##### SUPPLIED ENTRIES

#[cfg(test)]
mod tests {
    use super::*;
    use crate::partition::PartitionError;
    use crate::syntax::definition::CharSpec;
    use crate::trie::TrieError;
    use assert_matches::assert_matches;

    const COMMENT_END: TokenId = 2;

    fn comment_syntax() -> SyntaxDefinition {
        SyntaxDefinition::from_toml_str(
            r#"
name = "comments"
domain_bits = 7
significant_chars = ["aA->!? \t"]
substitutions = [{ from = "A", to = "a" }]

[[subsets]]
name = "dash"
chars = ["-"]

# Blank runs name their blank class through a subset
[[subsets]]
name = "blank"
chars = [" \t"]

[[tokens]]
id = 1
name = "MDO_COM"
kind = "literal"
text = "<!--"

[[tokens]]
id = 2
name = "COM_END"
kind = "blank_run"
prefix = "-"
blank_subset = "blank"
min = 0
max = 2
suffix = "-->"

[[tokens]]
id = 3
name = "EE"
kind = "end_of_entity"
"#,
        )
        .unwrap()
    }

    fn compile(def: &SyntaxDefinition) -> SyntaxResult<CompiledSyntax> {
        SyntaxCompiler::new().with_ambiguity_logging(false).compile(def)
    }

    #[test]
    fn test_comment_tokens() {
        let syntax = compile(&comment_syntax()).unwrap();

        assert_eq!(
            syntax.recognize_str("<!--x").unwrap(),
            Recognition { token: 1, length: 4 }
        );
        assert_eq!(
            syntax.recognize_str("- -->").unwrap(),
            Recognition { token: COMMENT_END, length: 5 }
        );
        assert_eq!(
            syntax.recognize_str("-\t -->").unwrap(),
            Recognition { token: COMMENT_END, length: 6 }
        );
        assert_eq!(
            syntax.recognize_str("--->").unwrap(),
            Recognition { token: COMMENT_END, length: 4 }
        );
        assert!(!syntax.recognize_str("-   -->").unwrap().is_match());
        assert!(!syntax.recognize_str("?").unwrap().is_match());
        assert_eq!(
            syntax.recognize_end_of_entity(),
            Recognition { token: 3, length: 0 }
        );
    }

    #[test]
    fn test_comment_tokens_with_single_dash_subset() {
        let chars: IntervalSet<Char> = "aA->!? \t".chars().map(|c| c as Char).collect();
        let dash = IntervalSet::from_range('-' as Char, '-' as Char);
        let subst = SubstTable::from_pairs([('A' as Char, 'a' as Char), ('a' as Char, 'a' as Char)]);
        let partition = Partition::build(7, &chars, &[dash], &subst).unwrap();
        let code = |c: char| partition.code(c as Char);
        let encode = |text: &str| text.chars().map(|c| code(c)).collect::<Vec<_>>();

        assert_eq!(code('a'), code('A'));
        assert_ne!(code('-'), code('>'));
        assert_eq!(partition.set_codes(0), &[code('-')]);
        assert!(partition.code_in_subset(code('-'), 0));
        assert!(!partition.code_in_subset(code(' '), 0));

        let mut builder = TrieBuilder::new(partition.n_codes());
        builder.recognize(&encode("<!--"), 1, Priority::DELIM).unwrap();
        builder
            .recognize_b(
                &encode("-"),
                0,
                2,
                &[code(' '), code('\t')],
                &encode("-->"),
                COMMENT_END,
            )
            .unwrap();
        let trie = builder.finish();

        assert_eq!(trie.recognize(encode("<!--")), Recognition { token: 1, length: 4 });
        assert_eq!(
            trie.recognize(encode("- -->")),
            Recognition { token: COMMENT_END, length: 5 }
        );
        assert!(!trie.recognize(encode("-   -->")).is_match());
    }

    #[test]
    fn test_partition_classes() {
        let syntax = compile(&comment_syntax()).unwrap();
        let partition = syntax.partition();

        let dash = partition.code('-' as Char);
        assert_eq!(partition.set_codes(0), &[dash]);
        assert!(partition.code_in_subset(dash, 0));
        assert_eq!(partition.code('A' as Char), partition.code('a' as Char));
        assert_ne!(partition.code(' ' as Char), partition.code('\t' as Char));
        assert_eq!(partition.set_codes(1).len(), 2);
        assert_ne!(partition.code('<' as Char), partition.code('!' as Char));
        assert_ne!(partition.code('x' as Char), END_OF_ENTITY_CODE);
        assert_eq!(syntax.trie().n_codes(), partition.n_codes());
    }

    #[test]
    fn test_encode_rejects_out_of_domain_text() {
        let syntax = compile(&comment_syntax()).unwrap();
        assert_eq!(syntax.encode("aA").unwrap().len(), 2);
        assert_matches!(syntax.encode("é"), Err(SyntaxError::Charset(_)));
    }

    #[test]
    fn test_token_names() {
        let syntax = compile(&comment_syntax()).unwrap();
        assert_eq!(syntax.name(), "comments");
        assert_eq!(syntax.token_name(COMMENT_END), Some("COM_END"));
        assert_eq!(syntax.token_name(99), None);
    }

    #[test]
    fn test_case_folded_keyword() {
        let def = SyntaxDefinition::from_toml_str(
            r#"
fold = "upper"

[[tokens]]
id = 5
name = "DOCTYPE"
kind = "literal"
text = "<!DOCTYPE"
"#,
        )
        .unwrap();
        let syntax = compile(&def).unwrap();

        assert_eq!(
            syntax.recognize_str("<!doctype html").unwrap(),
            Recognition { token: 5, length: 9 }
        );
        assert_eq!(
            syntax.recognize_str("<!DocType").unwrap(),
            Recognition { token: 5, length: 9 }
        );
    }

    #[test]
    fn test_closing_token() {
        let def = SyntaxDefinition::from_toml_str(
            r#"
[[subsets]]
name = "name_start"
chars = [{ min = "a", max = "z" }]

[[tokens]]
id = 1
name = "ETAGO"
kind = "closing"
text = "</"
closing_subset = "name_start"

[[tokens]]
id = 2
name = "STAGO"
kind = "literal"
text = "<"
"#,
        )
        .unwrap();
        let syntax = compile(&def).unwrap();

        assert_eq!(
            syntax.recognize_str("</p>").unwrap(),
            Recognition { token: 1, length: 3 }
        );
        assert_eq!(
            syntax.recognize_str("</>").unwrap(),
            Recognition { token: 2, length: 1 }
        );
    }

    #[test]
    fn test_ambiguities_are_collected() {
        let def = SyntaxDefinition::from_toml_str(
            r#"
[[tokens]]
id = 1
name = "FIRST"
kind = "literal"
text = "&#"

[[tokens]]
id = 2
name = "SECOND"
kind = "literal"
text = "&#"
"#,
        )
        .unwrap();
        let syntax = SyntaxCompiler::new()
            .with_ambiguity_logging(true)
            .compile(&def)
            .unwrap();

        assert_eq!(
            syntax.ambiguities(),
            &[Ambiguity {
                existing: 1,
                incoming: 2
            }]
        );
        assert_eq!(syntax.recognize_str("&#").unwrap().token, 1);
    }

    #[test]
    fn test_unknown_subset() {
        let mut def = comment_syntax();
        def.subsets.retain(|s| s.name != "blank");

        assert_matches!(
            compile(&def),
            Err(SyntaxError::UnknownSubset { ref token, ref subset })
                if token == "COM_END" && subset == "blank"
        );
    }

    #[test]
    fn test_duplicate_subset() {
        let mut def = comment_syntax();
        let copy = def.subsets[0].clone();
        def.subsets.push(copy);

        assert_matches!(
            compile(&def),
            Err(SyntaxError::DuplicateSubset { ref name }) if name == "dash"
        );
    }

    #[test]
    fn test_unencodable_pattern() {
        let mut def = comment_syntax();
        def.tokens.push(TokenDefinition {
            id: 9,
            name: "WIDE".to_string(),
            priority: Default::default(),
            kind: TokenKind::Literal {
                text: "\u{2014}".to_string(),
            },
        });

        let err = compile(&def).unwrap_err();
        assert_matches!(err, SyntaxError::UnencodablePattern { bits: 7, .. });
        assert_eq!(err.offending_char(), Some(0x2014));
        assert_eq!(err.error_code(), codes::syntax::UNENCODABLE_PATTERN);
    }

    #[test]
    fn test_invalid_blank_run_names_token() {
        let mut def = comment_syntax();
        if let TokenKind::BlankRun { min, max, .. } = &mut def.tokens[1].kind {
            *min = 3;
            *max = 1;
        }

        assert_matches!(
            compile(&def),
            Err(SyntaxError::Registration {
                ref token,
                source: TrieError::InvalidBlankRun { .. },
            }) if token == "COM_END"
        );
    }

    #[test]
    fn test_invalid_domain_width() {
        let mut def = comment_syntax();
        def.domain_bits = 0;
        assert_matches!(compile(&def), Err(SyntaxError::Charset(_)));
    }

    #[test]
    fn test_subset_outside_domain() {
        let mut def = comment_syntax();
        def.subsets[1]
            .chars
            .push(CharSpec::Chars("\u{3000}".to_string()));

        assert_matches!(
            compile(&def),
            Err(SyntaxError::Partition(PartitionError::SubsetOutOfDomain { index: 1, .. }))
        );
    }

    #[test]
    fn test_compiled_syntax_is_shareable() {
        fn assert_send_sync<T: Send + Sync>() {}
        assert_send_sync::<CompiledSyntax>();
    }
}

##########

__TASK DETAILS__: Take every line from the data that contains the word "Charset".

__TASK RESPONSE__:
        assert_matches!(syntax.encode("é"), Err(SyntaxError::Charset(_)));
        assert_matches!(compile(&def), Err(SyntaxError::Charset(_)));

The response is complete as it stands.